Later in the same article, the author discusses an effort to organize a constitutional convention:

“… conservatives are pushing for states to invoke Article 5 of the Constitution and hold a ‘convention of states’ to restrict the power and jurisdiction of the federal government. The group Citizens for Self-Government is leading the charge, and three states — Alaska, Georgia and Florida — have already passed resolutions calling for the convention. Another 26 states are considering legislation this year, according to the group’s president, Mark Meckler. It would take 34 states to call a convention. At the convention, Meckler said the states would work to pass amendments that impose fiscal restraints, regulatory restrictions and term limits on federal officials, including members of the Supreme Court. ‘We’ll have [Article 5] applications pending in 41 states within the next few weeks,’ he said. ‘The goal is to hold a convention in 2016.’”

Libertarians are split on the issues of nullification and a constitutional convention. The latter  is addressed by A. Barton Hinkle in Reason, who questions the necessity of a convention and sees certain risks in the effort, such as new provisions that could “backfire”, the possibility of a “runaway convention”, and efforts to riddle the Constitution with “primary laws,” rather than merely improving it as a framework for governing how we are governed.

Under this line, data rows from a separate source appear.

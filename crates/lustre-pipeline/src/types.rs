//! Shared types for the lustre enhancement pipeline.

use serde::{Deserialize, Serialize};

/// Re-export `RgbaImage` so downstream crates can hand rasters to the
/// pipeline without depending on `image` directly.
///
/// The buffer is always `width * height * 4` bytes in R, G, B, A order.
pub use image::RgbaImage;

/// Image dimensions in pixels.
#[derive(Debug, Clone, Copy, PartialEq, Eq, Serialize, Deserialize)]
pub struct Dimensions {
    /// Width in pixels.
    pub width: u32,
    /// Height in pixels.
    pub height: u32,
}

impl Dimensions {
    /// Dimensions of an existing raster.
    #[must_use]
    pub fn of(image: &RgbaImage) -> Self {
        Self {
            width: image.width(),
            height: image.height(),
        }
    }

    /// Total pixel count (`width * height`).
    #[must_use]
    pub const fn area(self) -> u64 {
        self.width as u64 * self.height as u64
    }

    /// The longer of the two axes.
    #[must_use]
    pub const fn max_dimension(self) -> u32 {
        if self.width > self.height {
            self.width
        } else {
            self.height
        }
    }
}

/// Build a raster from a raw RGBA buffer.
///
/// # Errors
///
/// Returns [`PipelineError::InvalidParameter`] if `pixels.len()` is not
/// `width * height * 4`.
pub fn raster_from_raw(
    width: u32,
    height: u32,
    pixels: Vec<u8>,
) -> Result<RgbaImage, PipelineError> {
    let len = pixels.len();
    RgbaImage::from_raw(width, height, pixels).ok_or_else(|| {
        PipelineError::InvalidParameter(format!(
            "buffer of {len} bytes does not match a {width}x{height} RGBA raster",
        ))
    })
}

/// Which quality tier a run targets.
#[derive(Debug, Clone, Copy, PartialEq, Eq, Default, Serialize, Deserialize)]
pub enum Mode {
    /// Interactive preview: downscaled, lighter coefficients.
    #[default]
    Preview,
    /// Full quality: optional upscale, stronger coefficients, progress
    /// milestones.
    Final,
}

impl std::fmt::Display for Mode {
    fn fmt(&self, f: &mut std::fmt::Formatter<'_>) -> std::fmt::Result {
        match self {
            Self::Preview => f.write_str("preview"),
            Self::Final => f.write_str("final"),
        }
    }
}

/// User-facing enhancement settings.
///
/// Field ranges: `sharpening` and `denoising` in `0..=100`; `brightness`,
/// `contrast` and `saturation` in `-50..=50`. Values outside those ranges
/// are clamped by [`FilterSettings::clamped`] or rejected by
/// [`FilterSettings::validate`], depending on [`Validation`].
#[derive(Debug, Clone, Copy, PartialEq, Default, Serialize, Deserialize)]
#[serde(default, rename_all = "camelCase")]
pub struct FilterSettings {
    /// Unsharp mask strength.
    pub sharpening: f64,
    /// Bilateral denoise strength.
    pub denoising: f64,
    /// Brightness gamma shift.
    pub brightness: f64,
    /// S-curve contrast strength.
    pub contrast: f64,
    /// HSL saturation scale.
    pub saturation: f64,
    /// Run the fixed enhancement chain (denoise, local contrast, detail,
    /// color).
    pub ai_enhance: bool,
}

impl FilterSettings {
    /// Upper bound of `sharpening` and `denoising`.
    pub const MAX_STRENGTH: f64 = 100.0;
    /// Bound of `brightness`, `contrast` and `saturation` (symmetric).
    pub const MAX_ADJUSTMENT: f64 = 50.0;

    /// Settings with every value forced into its documented range.
    ///
    /// Non-finite values become 0.
    #[must_use]
    pub fn clamped(self) -> Self {
        let strength = |v: f64| finite_or_zero(v).clamp(0.0, Self::MAX_STRENGTH);
        let adjustment =
            |v: f64| finite_or_zero(v).clamp(-Self::MAX_ADJUSTMENT, Self::MAX_ADJUSTMENT);
        Self {
            sharpening: strength(self.sharpening),
            denoising: strength(self.denoising),
            brightness: adjustment(self.brightness),
            contrast: adjustment(self.contrast),
            saturation: adjustment(self.saturation),
            ai_enhance: self.ai_enhance,
        }
    }

    /// Reject settings outside their documented ranges.
    ///
    /// # Errors
    ///
    /// Returns [`PipelineError::InvalidParameter`] naming the first
    /// offending field.
    pub fn validate(&self) -> Result<(), PipelineError> {
        let fields = [
            ("sharpening", self.sharpening, 0.0, Self::MAX_STRENGTH),
            ("denoising", self.denoising, 0.0, Self::MAX_STRENGTH),
            (
                "brightness",
                self.brightness,
                -Self::MAX_ADJUSTMENT,
                Self::MAX_ADJUSTMENT,
            ),
            (
                "contrast",
                self.contrast,
                -Self::MAX_ADJUSTMENT,
                Self::MAX_ADJUSTMENT,
            ),
            (
                "saturation",
                self.saturation,
                -Self::MAX_ADJUSTMENT,
                Self::MAX_ADJUSTMENT,
            ),
        ];
        for (name, value, min, max) in fields {
            if !value.is_finite() || value < min || value > max {
                return Err(PipelineError::InvalidParameter(format!(
                    "{name}={value} is outside {min}..={max}",
                )));
            }
        }
        Ok(())
    }
}

const fn finite_or_zero(v: f64) -> f64 {
    if v.is_finite() { v } else { 0.0 }
}

/// How the orchestrator treats out-of-range [`FilterSettings`].
#[derive(Debug, Clone, Copy, PartialEq, Eq, Default, Serialize, Deserialize)]
pub enum Validation {
    /// Clamp each field into range and continue.
    #[default]
    Clamp,
    /// Fail with [`PipelineError::InvalidParameter`].
    Strict,
}

/// What form the finished image is returned in.
#[derive(Debug, Clone, Copy, PartialEq, Eq, Default, Serialize, Deserialize)]
pub enum OutputFormat {
    /// JPEG bytes at the mode's quality (alpha is dropped).
    #[default]
    Jpeg,
    /// The raw RGBA raster.
    Raw,
}

/// Ambient configuration for a pipeline run.
///
/// Unlike [`FilterSettings`], nothing here is a user-facing slider; these
/// control output form, validation policy and resource use.
#[derive(Debug, Clone, PartialEq, Serialize, Deserialize)]
#[serde(default)]
pub struct PipelineConfig {
    /// Output form of the finished image.
    pub output: OutputFormat,
    /// Out-of-range settings policy.
    pub validation: Validation,
    /// Run inside a dedicated thread pool of this size. `None` uses the
    /// global rayon pool.
    pub threads: Option<usize>,
    /// Tile edge length for local contrast equalization.
    pub local_contrast_block: u32,
    /// Histogram clip limit for local contrast equalization.
    pub local_contrast_clip: f64,
}

impl PipelineConfig {
    /// Default output form.
    pub const DEFAULT_OUTPUT: OutputFormat = OutputFormat::Jpeg;
    /// Default tile edge for local contrast.
    pub const DEFAULT_LOCAL_CONTRAST_BLOCK: u32 = 64;
    /// Default clip limit for local contrast.
    pub const DEFAULT_LOCAL_CONTRAST_CLIP: f64 = 3.0;
}

impl Default for PipelineConfig {
    fn default() -> Self {
        Self {
            output: Self::DEFAULT_OUTPUT,
            validation: Validation::default(),
            threads: None,
            local_contrast_block: Self::DEFAULT_LOCAL_CONTRAST_BLOCK,
            local_contrast_clip: Self::DEFAULT_LOCAL_CONTRAST_CLIP,
        }
    }
}

/// The finished image in the form requested by [`PipelineConfig::output`].
#[derive(Debug, Clone)]
pub enum Output {
    /// Encoded bytes.
    Encoded {
        /// The encoded file contents.
        bytes: Vec<u8>,
        /// MIME type of `bytes` (e.g. `image/jpeg`).
        mime_type: &'static str,
    },
    /// Raw RGBA raster.
    Raw(RgbaImage),
}

/// Result of one pipeline run.
#[derive(Debug, Clone)]
pub struct ProcessingResult {
    /// The enhanced image.
    pub output: Output,
    /// Dimensions of the enhanced image (after any resampling).
    pub dimensions: Dimensions,
    /// Mode that produced the result.
    pub mode: Mode,
}

/// Metadata about a source image, answered without running the pipeline.
#[derive(Debug, Clone, PartialEq, Eq, Serialize, Deserialize)]
#[serde(rename_all = "camelCase")]
pub struct ImageMetadata {
    /// Width in pixels.
    pub width: u32,
    /// Height in pixels.
    pub height: u32,
    /// Size of the encoded source in bytes.
    pub byte_size: usize,
    /// MIME type guessed from the encoded contents.
    pub mime_type: String,
}

/// Errors that can occur during pipeline processing.
///
/// Uses custom `Serialize`/`Deserialize` because `image::ImageError`
/// does not implement serde traits. The `ImageDecode` variant is
/// serialized as its `Display` string.
#[derive(Debug, thiserror::Error)]
pub enum PipelineError {
    /// Failed to decode the input image.
    #[error("failed to decode image: {0}")]
    ImageDecode(#[from] image::ImageError),

    /// The input image bytes were empty.
    #[error("input image data is empty")]
    EmptyInput,

    /// A required compute context (thread pool) could not be set up.
    #[error("compute context unavailable: {0}")]
    ContextUnavailable(String),

    /// A raster buffer could not be allocated.
    #[error("not enough memory for a {width}x{height} raster")]
    ResourceExhausted {
        /// Requested width in pixels.
        width: u32,
        /// Requested height in pixels.
        height: u32,
    },

    /// A parameter or buffer was outside its documented range.
    #[error("invalid parameter: {0}")]
    InvalidParameter(String),

    /// The output encoder rejected the image.
    #[error("failed to encode image: {0}")]
    Encode(String),

    /// The run was cancelled through its [`CancelToken`](crate::CancelToken).
    #[error("processing was cancelled")]
    Cancelled,
}

/// Serde-compatible proxy for `PipelineError`.
///
/// `image::ImageError` does not implement serde, so the `ImageDecode`
/// variant stores its `Display` string instead. A deserialized
/// `ImageDecode` comes back as [`PipelineError::InvalidParameter`]
/// carrying the original message.
#[derive(Serialize, Deserialize)]
enum PipelineErrorProxy {
    ImageDecode(String),
    EmptyInput,
    ContextUnavailable(String),
    ResourceExhausted { width: u32, height: u32 },
    InvalidParameter(String),
    Encode(String),
    Cancelled,
}

impl Serialize for PipelineError {
    fn serialize<S: serde::Serializer>(&self, serializer: S) -> Result<S::Ok, S::Error> {
        let proxy = match self {
            Self::ImageDecode(e) => PipelineErrorProxy::ImageDecode(e.to_string()),
            Self::EmptyInput => PipelineErrorProxy::EmptyInput,
            Self::ContextUnavailable(s) => PipelineErrorProxy::ContextUnavailable(s.clone()),
            Self::ResourceExhausted { width, height } => PipelineErrorProxy::ResourceExhausted {
                width: *width,
                height: *height,
            },
            Self::InvalidParameter(s) => PipelineErrorProxy::InvalidParameter(s.clone()),
            Self::Encode(s) => PipelineErrorProxy::Encode(s.clone()),
            Self::Cancelled => PipelineErrorProxy::Cancelled,
        };
        proxy.serialize(serializer)
    }
}

impl<'de> Deserialize<'de> for PipelineError {
    fn deserialize<D: serde::Deserializer<'de>>(deserializer: D) -> Result<Self, D::Error> {
        let proxy = PipelineErrorProxy::deserialize(deserializer)?;
        Ok(match proxy {
            PipelineErrorProxy::ImageDecode(msg) => {
                Self::InvalidParameter(format!("image decode error: {msg}"))
            }
            PipelineErrorProxy::EmptyInput => Self::EmptyInput,
            PipelineErrorProxy::ContextUnavailable(s) => Self::ContextUnavailable(s),
            PipelineErrorProxy::ResourceExhausted { width, height } => {
                Self::ResourceExhausted { width, height }
            }
            PipelineErrorProxy::InvalidParameter(s) => Self::InvalidParameter(s),
            PipelineErrorProxy::Encode(s) => Self::Encode(s),
            PipelineErrorProxy::Cancelled => Self::Cancelled,
        })
    }
}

As for nullification, Robert Levy, board chairman of The CATO Institute, distinguishes between situations in which a state is asked to enforce a federal law and those involving federal enforcement of a law deemed to be unconstitutional by a state. He asserts that states cannot resolve the latter type of dispute via nullification:

“Fans of nullification count on the states to check federal tyranny. But sometimes it cuts the other way; states are also tyrannical. Indeed, if state and local governments could invalidate federal law, Virginia would have continued its ban on inter-racial marriages; Texas might still be jailing gay people for consensual sex; and constructive gun bans would remain in effect in Chicago and elsewhere.

… If a state deems a federal law to be unconstitutional, what’s the proper remedy? The answer is straightforward. Because the Supreme Court is the ultimate authority, the remedy is a lawsuit challenging the constitutionality of the suspect federal regulation or statute.”

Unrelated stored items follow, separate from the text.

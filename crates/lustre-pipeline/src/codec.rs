//! In-memory decode, JPEG encode and metadata queries.
//!
//! All functions work on byte slices; reading and writing files is left
//! to the caller.

use std::io::Cursor;

use image::codecs::jpeg::JpegEncoder;
use image::{ExtendedColorType, ImageEncoder, ImageReader};

use crate::raster::CHANNELS;
use crate::types::{ImageMetadata, PipelineError, RgbaImage};

/// MIME type of [`encode_jpeg`] output.
pub const JPEG_MIME: &str = "image/jpeg";

/// Decode PNG, JPEG, BMP or WebP bytes into an RGBA raster.
///
/// # Errors
///
/// Returns [`PipelineError::EmptyInput`] if `bytes` is empty, or
/// [`PipelineError::ImageDecode`] if the format is unrecognized or the
/// data is corrupt.
pub fn decode(bytes: &[u8]) -> Result<RgbaImage, PipelineError> {
    if bytes.is_empty() {
        return Err(PipelineError::EmptyInput);
    }
    let img = image::load_from_memory(bytes)?;
    Ok(img.into_rgba8())
}

/// Encode the RGB channels of `image` as a baseline JPEG.
///
/// Alpha is discarded. `quality` is clamped to `1..=100`.
///
/// # Errors
///
/// Returns [`PipelineError::Encode`] if the encoder rejects the image
/// (for example a zero-sized raster), or
/// [`PipelineError::ResourceExhausted`] if the RGB copy cannot be
/// allocated.
pub fn encode_jpeg(image: &RgbaImage, quality: u8) -> Result<Vec<u8>, PipelineError> {
    let (width, height) = image.dimensions();
    let mut rgb = Vec::new();
    rgb.try_reserve_exact(image.as_raw().len() / CHANNELS * 3)
        .map_err(|_| PipelineError::ResourceExhausted { width, height })?;
    for px in image.as_raw().chunks_exact(CHANNELS) {
        rgb.extend_from_slice(&px[..3]);
    }

    let mut out = Vec::new();
    JpegEncoder::new_with_quality(&mut out, quality.clamp(1, 100))
        .write_image(&rgb, width, height, ExtendedColorType::Rgb8)
        .map_err(|e| PipelineError::Encode(e.to_string()))?;
    Ok(out)
}

/// Report the dimensions, byte size and MIME type of an encoded image
/// without decoding its pixels.
///
/// # Errors
///
/// Returns [`PipelineError::EmptyInput`] if `bytes` is empty, or
/// [`PipelineError::ImageDecode`] if the format cannot be identified or
/// its header is unreadable.
pub fn image_metadata(bytes: &[u8]) -> Result<ImageMetadata, PipelineError> {
    if bytes.is_empty() {
        return Err(PipelineError::EmptyInput);
    }
    let reader = ImageReader::new(Cursor::new(bytes))
        .with_guessed_format()
        .map_err(image::ImageError::IoError)?;
    let format = reader.format().ok_or_else(|| {
        image::ImageError::Unsupported(image::error::UnsupportedError::from_format_and_kind(
            image::error::ImageFormatHint::Unknown,
            image::error::UnsupportedErrorKind::Format(image::error::ImageFormatHint::Unknown),
        ))
    })?;
    let (width, height) = reader.into_dimensions()?;
    Ok(ImageMetadata {
        width,
        height,
        byte_size: bytes.len(),
        mime_type: format.to_mime_type().to_owned(),
    })
}

#[cfg(test)]
#[allow(clippy::unwrap_used)]
mod tests {
    use super::*;

    fn png_bytes(width: u32, height: u32) -> Vec<u8> {
        let img = RgbaImage::from_pixel(width, height, image::Rgba([10, 20, 30, 255]));
        let mut buf = Cursor::new(Vec::new());
        img.write_to(&mut buf, image::ImageFormat::Png).unwrap();
        buf.into_inner()
    }

    #[test]
    fn decode_empty_is_empty_input() {
        assert!(matches!(decode(&[]), Err(PipelineError::EmptyInput)));
    }

    #[test]
    fn decode_garbage_is_decode_error() {
        assert!(matches!(
            decode(b"definitely not an image"),
            Err(PipelineError::ImageDecode(_))
        ));
    }

    #[test]
    fn decode_png_gives_rgba() {
        let img = decode(&png_bytes(7, 3)).unwrap();
        assert_eq!(img.dimensions(), (7, 3));
        assert_eq!(img.get_pixel(0, 0).0, [10, 20, 30, 255]);
    }

    #[test]
    fn jpeg_round_trip_keeps_dimensions() {
        let img = RgbaImage::from_pixel(16, 9, image::Rgba([200, 100, 50, 10]));
        let bytes = encode_jpeg(&img, 90).unwrap();
        assert_eq!(&bytes[..2], &[0xFF, 0xD8]);
        let back = decode(&bytes).unwrap();
        assert_eq!(back.dimensions(), (16, 9));
        // Alpha is dropped by JPEG.
        assert_eq!(back.get_pixel(0, 0).0[3], 255);
    }

    #[test]
    fn higher_quality_is_not_smaller_on_detail() {
        let img = RgbaImage::from_fn(64, 64, |x, y| {
            #[allow(clippy::cast_possible_truncation)]
            let v = ((x * 31) ^ (y * 17)) as u8;
            image::Rgba([v, v.wrapping_mul(3), v.wrapping_add(90), 255])
        });
        let low = encode_jpeg(&img, 30).unwrap();
        let high = encode_jpeg(&img, 98).unwrap();
        assert!(high.len() > low.len());
    }

    #[test]
    fn metadata_reports_png() {
        let bytes = png_bytes(12, 5);
        let meta = image_metadata(&bytes).unwrap();
        assert_eq!(
            meta,
            ImageMetadata {
                width: 12,
                height: 5,
                byte_size: bytes.len(),
                mime_type: "image/png".to_owned(),
            }
        );
    }

    #[test]
    fn metadata_unknown_format_errors() {
        assert!(matches!(
            image_metadata(b"????????????"),
            Err(PipelineError::ImageDecode(_))
        ));
        assert!(matches!(image_metadata(&[]), Err(PipelineError::EmptyInput)));
    }
}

Not surprisingly, the Tenth Amendment Center strongly disagrees with the limits on nullification described by Levy:

“Levy’s entire argument rests on the idea that the federal courts possess the sole and final authority to determine the constitutionality of an act. … Levy never addresses the fundamental question facing those who oppose nullification: how does one reconcile the undeniable fact that the state ratifying conventions adopted the Constitution with the understanding that it was creating a general government with specific, limited powers and the idea that a branch of that very same federal government has the final say on the extent of its own powers? Quite simply, you can’t.”

These recent efforts to reign in the federal government are exciting. I am watching the progress of the Article 5 convention effort with great interest. I am not sure I buy into Levy’s arguments against nullification because checks on power should cut both ways: the Constitution allows states to retain powers not specifically granted to the federal government, so the states should guard those powers jealously. It matters not whether the question involves state enforcement of a federal law or a federal law that violates states rights. Likewise, powers specifically granted to the federal government should serve as a check on “state-level tyranny”. Again, that leaves plenty of room for disagreement before the courts.